Becoming a fully realized gay man also means shedding some of the toxic ideas you absorbed as a child. Some said their views of older gay men had been affected by the wild theories their families had concocted about their own coming outs. Richard*, a gay software developer in his late 20s, says that when he told his mother he was gay, her first question was whether he’d been molested. No wonder that, later, he recoiled from the attention of older men while out in the Castro. Another friend was asked by his mother if perhaps he’d been sexually abused by his own father. (He has no memory of abuse.) It’s telling that thoughts about sexual predators would be first to flash in a mother’s mind after a boy reveals his sexuality. Is it really a surprise that a gay kid would later end up with hangups about the ages of his partners?

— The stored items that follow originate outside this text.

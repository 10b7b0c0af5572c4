//! Fetch, then resample.

use nsehist_aggregate::resample;
use nsehist_fetch::{DailyFetcher, FetchProgress, FetchReport, PacingPolicy, SnapshotSource};
use nsehist_types::{Configuration, NsehistError, OhlcvTable, Timeframe};

/// A finished download with at least one record.
#[derive(Debug, Clone)]
pub struct Download {
    report: FetchReport,
    table: OhlcvTable,
    timeframe: Timeframe,
}

impl Download {
    /// Returns the fetch report, including the raw daily table.
    #[must_use]
    pub const fn report(&self) -> &FetchReport {
        &self.report
    }

    /// Returns the table at the requested timeframe.
    #[must_use]
    pub const fn table(&self) -> &OhlcvTable {
        &self.table
    }

    /// Consumes the download, returning the table at the requested timeframe.
    #[must_use]
    pub fn into_table(self) -> OhlcvTable {
        self.table
    }

    /// Returns the requested timeframe.
    #[must_use]
    pub const fn timeframe(&self) -> Timeframe {
        self.timeframe
    }
}

/// How a download run ended.
#[derive(Debug, Clone)]
pub enum DownloadOutcome {
    /// At least one trading day matched.
    Completed(Download),
    /// Nothing matched; the report says why.
    NoData(FetchReport),
}

/// Resamples a fetch report to `timeframe`.
///
/// # Errors
///
/// Returns an error if the daily table holds an unparseable date.
pub fn assemble(report: FetchReport, timeframe: Timeframe) -> Result<DownloadOutcome, NsehistError> {
    if report.is_empty() {
        return Ok(DownloadOutcome::NoData(report));
    }

    let table = resample(report.table(), timeframe)?;
    tracing::debug!(
        daily = report.table().len(),
        output = table.len(),
        timeframe = timeframe.code(),
        "assembled download"
    );

    Ok(DownloadOutcome::Completed(Download {
        report,
        table,
        timeframe,
    }))
}

/// Runs the daily fetch loop for `config` and resamples the result.
///
/// # Errors
///
/// Returns an error if the source fails fatally or resampling fails.
pub async fn download<S, P>(
    fetcher: &DailyFetcher<S, P>,
    config: &Configuration,
    progress: &mut impl FetchProgress,
) -> Result<DownloadOutcome, NsehistError>
where
    S: SnapshotSource,
    P: PacingPolicy,
{
    let report = fetcher.fetch(config, progress).await?;
    assemble(report, config.timeframe())
}
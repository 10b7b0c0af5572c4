//! NSE archive URL construction.

use chrono::NaiveDate;

/// Base URL of the equity bhav copy archive.
pub const EQUITY_ARCHIVE_URL: &str = "https://nsearchives.nseindia.com/products/content";

/// Base URL of the index snapshot archive.
pub const INDEX_ARCHIVE_URL: &str = "https://nsearchives.nseindia.com/content/indices";

/// Date format used in archive file names.
const ARCHIVE_DATE_FORMAT: &str = "%d%m%Y";

/// Builds the URL of the equity-with-delivery snapshot for `date`.
///
/// URL format: `{base}/sec_bhavdata_full_{DDMMYYYY}.csv`
///
/// # Example
///
/// ```
/// use nsehist_fetch::url::{EQUITY_ARCHIVE_URL, equity_url};
/// use chrono::NaiveDate;
///
/// let date = NaiveDate::from_ymd_opt(2025, 2, 3).unwrap();
/// assert_eq!(
///     equity_url(EQUITY_ARCHIVE_URL, date),
///     "https://nsearchives.nseindia.com/products/content/sec_bhavdata_full_03022025.csv"
/// );
/// ```
#[must_use]
pub fn equity_url(base: &str, date: NaiveDate) -> String {
    format!(
        "{}/sec_bhavdata_full_{}.csv",
        base.trim_end_matches('/'),
        date.format(ARCHIVE_DATE_FORMAT)
    )
}

/// Builds the URL of the index close snapshot for `date`.
///
/// URL format: `{base}/ind_close_all_{DDMMYYYY}.csv`
#[must_use]
pub fn index_url(base: &str, date: NaiveDate) -> String {
    format!(
        "{}/ind_close_all_{}.csv",
        base.trim_end_matches('/'),
        date.format(ARCHIVE_DATE_FORMAT)
    )
}

#[cfg(test)]
mod tests {
    use super::*;

    #[test]
    fn test_index_url() {
        let date = NaiveDate::from_ymd_opt(2024, 12, 31).unwrap();
        assert_eq!(
            index_url(INDEX_ARCHIVE_URL, date),
            "https://nsearchives.nseindia.com/content/indices/ind_close_all_31122024.csv"
        );
    }

    #[test]
    fn test_trailing_slash() {
        let date = NaiveDate::from_ymd_opt(2025, 1, 7).unwrap();
        assert_eq!(
            equity_url("http://localhost:8080/", date),
            "http://localhost:8080/sec_bhavdata_full_07012025.csv"
        );
    }
}
//! HTTP client for the NSE archive.

use std::time::Duration;

use async_trait::async_trait;
use chrono::NaiveDate;
use reqwest::{Client, StatusCode};

use crate::{
    EquityRow, IndexRow, ParseError, SnapshotSource, SourceError, parse_equity_snapshot,
    parse_index_snapshot,
    url::{EQUITY_ARCHIVE_URL, INDEX_ARCHIVE_URL, equity_url, index_url},
};

/// Configuration for the archive client.
#[derive(Debug, Clone)]
pub struct ClientConfig {
    /// Base URL of the equity bhav copy archive.
    pub equity_base_url: String,
    /// Base URL of the index snapshot archive.
    pub index_base_url: String,
    /// Request timeout.
    pub timeout: Duration,
    /// Connection timeout.
    pub connect_timeout: Duration,
    /// User agent string.
    pub user_agent: String,
}

impl Default for ClientConfig {
    fn default() -> Self {
        Self {
            equity_base_url: EQUITY_ARCHIVE_URL.to_string(),
            index_base_url: INDEX_ARCHIVE_URL.to_string(),
            timeout: Duration::from_secs(30),
            connect_timeout: Duration::from_secs(10),
            // The archive rejects non-browser agents
            user_agent: "Mozilla/5.0 (Windows NT 10.0; Win64; x64) AppleWebKit/537.36 \
                         (KHTML, like Gecko) Chrome/124.0 Safari/537.36"
                .to_string(),
        }
    }
}

/// Snapshot source backed by the NSE archive CSV files.
///
/// Each call issues exactly one GET. A 404 or an empty body means no
/// snapshot was published for the date.
#[derive(Debug, Clone)]
pub struct ArchiveClient {
    client: Client,
    config: ClientConfig,
}

impl ArchiveClient {
    /// Creates a new archive client with the given configuration.
    ///
    /// # Errors
    ///
    /// Returns an error if the HTTP client cannot be created.
    pub fn new(config: ClientConfig) -> Result<Self, reqwest::Error> {
        let client = Client::builder()
            .timeout(config.timeout)
            .connect_timeout(config.connect_timeout)
            .user_agent(&config.user_agent)
            .gzip(true)
            .build()?;
        Ok(Self { client, config })
    }

    /// Creates a client with default configuration.
    ///
    /// # Errors
    ///
    /// Returns an error if the HTTP client cannot be created.
    pub fn with_defaults() -> Result<Self, reqwest::Error> {
        Self::new(ClientConfig::default())
    }

    /// Returns the client configuration.
    #[must_use]
    pub const fn config(&self) -> &ClientConfig {
        &self.config
    }

    /// Downloads `url`, returning `Ok(None)` for a missing or empty file.
    async fn download(&self, url: &str) -> Result<Option<Vec<u8>>, SourceError> {
        tracing::trace!(url, "requesting snapshot");

        let response = self
            .client
            .get(url)
            .send()
            .await
            .map_err(classify_reqwest_error)?;

        let status = response.status();
        if status == StatusCode::NOT_FOUND {
            return Ok(None);
        }
        if !status.is_success() {
            return Err(SourceError::Status {
                status: status.as_u16(),
                url: url.to_string(),
            });
        }

        let body = response.bytes().await.map_err(classify_reqwest_error)?;
        if body.iter().all(u8::is_ascii_whitespace) {
            return Ok(None);
        }
        Ok(Some(body.to_vec()))
    }
}

fn classify_reqwest_error(err: reqwest::Error) -> SourceError {
    if err.is_builder() {
        SourceError::Config(err.to_string())
    } else {
        SourceError::Http(err.to_string())
    }
}

fn malformed(err: ParseError) -> SourceError {
    SourceError::Malformed(err.to_string())
}

fn non_empty<T>(rows: Vec<T>) -> Option<Vec<T>> {
    (!rows.is_empty()).then_some(rows)
}

#[async_trait]
impl SnapshotSource for ArchiveClient {
    async fn equity_snapshot(
        &self,
        date: NaiveDate,
    ) -> Result<Option<Vec<EquityRow>>, SourceError> {
        let url = equity_url(&self.config.equity_base_url, date);
        let Some(body) = self.download(&url).await? else {
            return Ok(None);
        };
        let rows = parse_equity_snapshot(&body).await.map_err(malformed)?;
        Ok(non_empty(rows))
    }

    async fn index_snapshot(&self, date: NaiveDate) -> Result<Option<Vec<IndexRow>>, SourceError> {
        let url = index_url(&self.config.index_base_url, date);
        let Some(body) = self.download(&url).await? else {
            return Ok(None);
        };
        let rows = parse_index_snapshot(&body).await.map_err(malformed)?;
        Ok(non_empty(rows))
    }
}

#[cfg(test)]
mod tests {
    use super::*;

    #[test]
    fn test_client_config_default() {
        let config = ClientConfig::default();
        assert_eq!(config.equity_base_url, EQUITY_ARCHIVE_URL);
        assert_eq!(config.index_base_url, INDEX_ARCHIVE_URL);
        assert_eq!(config.timeout, Duration::from_secs(30));
        assert!(config.user_agent.starts_with("Mozilla/5.0"));
    }

    #[tokio::test]
    async fn test_client_creation() {
        let client = ArchiveClient::with_defaults();
        assert!(client.is_ok());
    }

    #[tokio::test]
    async fn test_invalid_base_url_is_fatal() {
        let client = ArchiveClient::new(ClientConfig {
            equity_base_url: "not a url".to_string(),
            ..ClientConfig::default()
        })
        .unwrap();

        let date = NaiveDate::from_ymd_opt(2025, 2, 3).unwrap();
        let err = client.equity_snapshot(date).await.unwrap_err();
        assert!(err.is_fatal(), "{err:?}");
    }
}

Reviewers of Call Me by Your Name haven’t shown much interest in playing sex cop between a 17-year-old and a man in his 20s, and fans of the film have fought back against charges that the film’s relationship is in any way predatory. When the conservative actor James Woods tweeted “24-year-old man. 17-year-old boy. Stop. #NAMBLA,” many rallied around the film’s co-star Armie Hammer’s pithy comeback. But if the movie ends up at the Oscars, which it very well may, this could just be the beginning of the backlash.

It’s hard not to worry that something could get lost in this noise — that the gradations of affairs between older and younger gay guys could be painted with sweeping brushes, or that a vividly rendered account of post-pubescent attraction could spark a sex panic. There’s still so much that we don’t seem to fully understand or accept about adolescent sexuality in the U.S. — gay or straight — and nothing seems to stoke hysteria quite as effectively as the gays. We’re in a wildly fragile moment for sex abuse victims, and for auteurs looking to expand our definition of adolescent sexuality.

Let’s hope we can continue to keep the two separate.